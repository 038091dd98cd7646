//! SSTable Reader
//!
//! Memory-mapped reader. The sparse index (one pk + offset per stride
//! records) is decoded into memory on open; `get` binary-searches it for
//! the greatest indexed pk ≤ target and walks forward from there, so a
//! lookup touches at most one stride's worth of records.

use std::fs::File;
use std::path::{Path, PathBuf};

use bytes::Buf;
use memmap2::Mmap;

use super::{FOOTER_SIZE, HEADER_SIZE, MAGIC, VERSION};
use crate::codec::{self, Record};
use crate::error::{LodeError, Result};
use crate::memtable::RowEntry;
use crate::value::Value;

/// Reader for one immutable SSTable file
pub struct SSTableReader {
    path: PathBuf,
    seq: u64,
    mmap: Mmap,
    /// (first pk of stride, body offset), ascending
    index: Vec<(Value, u64)>,
    record_count: u64,
    /// End of the record body == start of the sparse index
    body_end: u64,
}

impl SSTableReader {
    /// Open and validate an SSTable; `seq` is the file's creation sequence
    pub fn open(path: &Path, seq: u64) -> Result<Self> {
        let file = File::open(path)?;
        let len = file.metadata()?.len();
        if len < HEADER_SIZE + FOOTER_SIZE {
            return Err(corrupt(path, "file shorter than header + footer"));
        }
        // Safety: the file is immutable once renamed into place; nothing
        // remaps or writes it while the reader is alive.
        let mmap = unsafe { Mmap::map(&file)? };

        let mut header = &mmap[..HEADER_SIZE as usize];
        if header.get_u32_le() != MAGIC {
            return Err(corrupt(path, "bad header magic"));
        }
        let version = header.get_u16_le();
        if version != VERSION {
            return Err(corrupt(path, &format!("unsupported version {}", version)));
        }

        let mut footer = &mmap[(len - FOOTER_SIZE) as usize..];
        let body_end = footer.get_u64_le();
        let record_count = footer.get_u64_le();
        if footer.get_u32_le() != MAGIC {
            return Err(corrupt(path, "bad footer magic"));
        }
        if body_end < HEADER_SIZE || body_end > len - FOOTER_SIZE {
            return Err(corrupt(path, "index offset out of range"));
        }

        let mut index_bytes = &mmap[body_end as usize..(len - FOOTER_SIZE) as usize];
        let count = codec::get_varuint(&mut index_bytes)?;
        let mut index = Vec::with_capacity(count as usize);
        for _ in 0..count {
            if index_bytes.len() < 8 {
                return Err(corrupt(path, "sparse index truncated"));
            }
            let offset = index_bytes.get_u64_le();
            let pk = codec::get_value(&mut index_bytes)?;
            index.push((pk, offset));
        }
        if !index_bytes.is_empty() {
            return Err(corrupt(path, "trailing bytes after sparse index"));
        }

        Ok(Self {
            path: path.to_path_buf(),
            seq,
            mmap,
            index,
            record_count,
            body_end,
        })
    }

    pub fn seq(&self) -> u64 {
        self.seq
    }

    pub fn path(&self) -> &Path {
        &self.path
    }

    pub fn record_count(&self) -> u64 {
        self.record_count
    }

    /// Point lookup; `Some(Tombstone)` means the pk is deleted here and
    /// older tables must not be consulted
    pub fn get(&self, pk: &Value) -> Result<Option<RowEntry>> {
        let slot = self.index.partition_point(|(k, _)| k <= pk);
        if slot == 0 {
            return Ok(None);
        }
        let mut offset = self.index[slot - 1].1;
        while offset < self.body_end {
            let (record, consumed) = self.record_at(offset)?;
            match record.pk().cmp(pk) {
                std::cmp::Ordering::Less => offset += consumed,
                std::cmp::Ordering::Equal => return Ok(Some(entry_of(record))),
                std::cmp::Ordering::Greater => return Ok(None),
            }
        }
        Ok(None)
    }

    /// All records in ascending pk order
    pub fn iter(&self) -> AscIter<'_> {
        AscIter {
            reader: self,
            offset: HEADER_SIZE,
        }
    }

    /// All records in descending pk order; walks the sparse index chunks
    /// in reverse so memory stays bounded by one stride
    pub fn iter_desc(&self) -> DescIter<'_> {
        DescIter {
            reader: self,
            next_slot: self.index.len(),
            chunk_end: self.body_end,
            chunk: Vec::new(),
            failed: false,
        }
    }

    fn record_at(&self, offset: u64) -> Result<(Record, u64)> {
        let mut slice = &self.mmap[offset as usize..self.body_end as usize];
        let before = slice.len();
        let record = Record::decode(&mut slice)?;
        Ok((record, (before - slice.len()) as u64))
    }
}

fn entry_of(record: Record) -> RowEntry {
    match record {
        Record::Put { row, .. } => RowEntry::Row(row),
        Record::Delete { .. } => RowEntry::Tombstone,
    }
}

fn corrupt(path: &Path, msg: &str) -> LodeError {
    LodeError::Corrupt(format!("{}: {}", path.display(), msg))
}

/// Forward iterator over (pk, entry)
pub struct AscIter<'a> {
    reader: &'a SSTableReader,
    offset: u64,
}

impl Iterator for AscIter<'_> {
    type Item = Result<(Value, RowEntry)>;

    fn next(&mut self) -> Option<Self::Item> {
        if self.offset >= self.reader.body_end {
            return None;
        }
        match self.reader.record_at(self.offset) {
            Ok((record, consumed)) => {
                self.offset += consumed;
                Some(Ok((record.pk().clone(), entry_of(record))))
            }
            Err(e) => {
                self.offset = self.reader.body_end;
                Some(Err(e))
            }
        }
    }
}

/// Backward iterator over (pk, entry)
pub struct DescIter<'a> {
    reader: &'a SSTableReader,
    /// Next sparse index slot to load, counting down
    next_slot: usize,
    /// Exclusive end offset of the next chunk
    chunk_end: u64,
    /// Current chunk, drained from the back
    chunk: Vec<(Value, RowEntry)>,
    failed: bool,
}

impl DescIter<'_> {
    fn load_chunk(&mut self) -> Result<()> {
        self.next_slot -= 1;
        let mut offset = self.reader.index[self.next_slot].1;
        let end = self.chunk_end;
        self.chunk_end = offset;
        while offset < end {
            let (record, consumed) = self.reader.record_at(offset)?;
            self.chunk.push((record.pk().clone(), entry_of(record)));
            offset += consumed;
        }
        Ok(())
    }
}

impl Iterator for DescIter<'_> {
    type Item = Result<(Value, RowEntry)>;

    fn next(&mut self) -> Option<Self::Item> {
        if self.failed {
            return None;
        }
        while self.chunk.is_empty() {
            if self.next_slot == 0 {
                return None;
            }
            if let Err(e) = self.load_chunk() {
                self.failed = true;
                return Some(Err(e));
            }
        }
        self.chunk.pop().map(Ok)
    }
}
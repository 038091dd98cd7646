//! SSTable Builder
//!
//! Writes sorted records to a new SSTable file. The caller feeds records
//! in ascending pk order (the memtable iterator already is); `finish`
//! writes the sparse index and footer, fsyncs, and renames the `.tmp`
//! file into place — only the rename commits the table's existence.

use std::fs::{self, File, OpenOptions};
use std::io::{BufWriter, Write};
use std::path::{Path, PathBuf};

use bytes::BufMut;

use super::{FOOTER_SIZE, HEADER_SIZE, MAGIC, VERSION};
use crate::codec::{self, Record};
use crate::error::{LodeError, Result};
use crate::value::Value;

/// Builder for creating new SSTables from sorted records
pub struct SSTableBuilder {
    final_path: PathBuf,
    tmp_path: PathBuf,
    writer: BufWriter<File>,
    /// One sparse index entry per this many records
    stride: usize,
    /// Current write position (body offsets for the index)
    offset: u64,
    record_count: u64,
    index: Vec<(Value, u64)>,
    last_pk: Option<Value>,
}

impl SSTableBuilder {
    /// Start building `path`; data goes to `path.tmp` until `finish`
    pub fn create(path: &Path, stride: usize) -> Result<Self> {
        let tmp_path = tmp_path_for(path);
        let file = OpenOptions::new()
            .create(true)
            .write(true)
            .truncate(true)
            .open(&tmp_path)?;
        let mut writer = BufWriter::new(file);

        let mut header = Vec::with_capacity(HEADER_SIZE as usize);
        header.put_u32_le(MAGIC);
        header.put_u16_le(VERSION);
        writer.write_all(&header)?;

        Ok(Self {
            final_path: path.to_path_buf(),
            tmp_path,
            writer,
            stride: stride.max(1),
            offset: HEADER_SIZE,
            record_count: 0,
            index: Vec::new(),
            last_pk: None,
        })
    }

    /// Append one record; pks must arrive in strictly ascending order
    pub fn add(&mut self, record: &Record) -> Result<()> {
        if let Some(last) = &self.last_pk {
            if record.pk() <= last {
                return Err(LodeError::Internal(
                    "sstable records must be added in ascending pk order".into(),
                ));
            }
        }
        self.last_pk = Some(record.pk().clone());

        if self.record_count % self.stride as u64 == 0 {
            self.index.push((record.pk().clone(), self.offset));
        }

        let framed = record.encode();
        self.writer.write_all(&framed)?;
        self.offset += framed.len() as u64;
        self.record_count += 1;
        Ok(())
    }

    /// Write index + footer, fsync, and rename into place
    pub fn finish(mut self) -> Result<()> {
        let index_offset = self.offset;

        let mut tail = Vec::new();
        codec::put_varuint(&mut tail, self.index.len() as u64);
        for (pk, offset) in &self.index {
            tail.put_u64_le(*offset);
            codec::put_value(&mut tail, pk);
        }

        let mut footer = Vec::with_capacity(FOOTER_SIZE as usize);
        footer.put_u64_le(index_offset);
        footer.put_u64_le(self.record_count);
        footer.put_u32_le(MAGIC);
        tail.extend_from_slice(&footer);

        self.writer.write_all(&tail)?;
        self.writer.flush()?;
        let file = self
            .writer
            .into_inner()
            .map_err(|e| LodeError::Internal(format!("sstable flush failed: {}", e)))?;
        file.sync_all()?;
        drop(file);

        // The rename is the commit point
        fs::rename(&self.tmp_path, &self.final_path)?;
        if let Some(dir) = self.final_path.parent() {
            File::open(dir)?.sync_all()?;
        }
        Ok(())
    }
}

/// `sst-<seq>.dat` → `sst-<seq>.dat.tmp`
fn tmp_path_for(path: &Path) -> PathBuf {
    let mut name = path.as_os_str().to_os_string();
    name.push(".tmp");
    PathBuf::from(name)
}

> _REQUIRED WORK_
The required output is the exact run of lines from the beginning of the listing above to the line that contains "let count = codec::get_varuint(&mut", inclusive of both.

> _WRITTEN ANSWER_
repository 038091dd98cd7646
//! SSTable Reader
//!
//! Memory-mapped reader. The sparse index (one pk + offset per stride
//! records) is decoded into memory on open; `get` binary-searches it for
//! the greatest indexed pk ≤ target and walks forward from there, so a
//! lookup touches at most one stride's worth of records.

use std::fs::File;
use std::path::{Path, PathBuf};

use bytes::Buf;
use memmap2::Mmap;

use super::{FOOTER_SIZE, HEADER_SIZE, MAGIC, VERSION};
use crate::codec::{self, Record};
use crate::error::{LodeError, Result};
use crate::memtable::RowEntry;
use crate::value::Value;

/// Reader for one immutable SSTable file
pub struct SSTableReader {
    path: PathBuf,
    seq: u64,
    mmap: Mmap,
    /// (first pk of stride, body offset), ascending
    index: Vec<(Value, u64)>,
    record_count: u64,
    /// End of the record body == start of the sparse index
    body_end: u64,
}

impl SSTableReader {
    /// Open and validate an SSTable; `seq` is the file's creation sequence
    pub fn open(path: &Path, seq: u64) -> Result<Self> {
        let file = File::open(path)?;
        let len = file.metadata()?.len();
        if len < HEADER_SIZE + FOOTER_SIZE {
            return Err(corrupt(path, "file shorter than header + footer"));
        }
        // Safety: the file is immutable once renamed into place; nothing
        // remaps or writes it while the reader is alive.
        let mmap = unsafe { Mmap::map(&file)? };

        let mut header = &mmap[..HEADER_SIZE as usize];
        if header.get_u32_le() != MAGIC {
            return Err(corrupt(path, "bad header magic"));
        }
        let version = header.get_u16_le();
        if version != VERSION {
            return Err(corrupt(path, &format!("unsupported version {}", version)));
        }

        let mut footer = &mmap[(len - FOOTER_SIZE) as usize..];
        let body_end = footer.get_u64_le();
        let record_count = footer.get_u64_le();
        if footer.get_u32_le() != MAGIC {
            return Err(corrupt(path, "bad footer magic"));
        }
        if body_end < HEADER_SIZE || body_end > len - FOOTER_SIZE {
            return Err(corrupt(path, "index offset out of range"));
        }

        let mut index_bytes = &mmap[body_end as usize..(len - FOOTER_SIZE) as usize];
        let count = codec::get_varuint(&mut index_bytes)?;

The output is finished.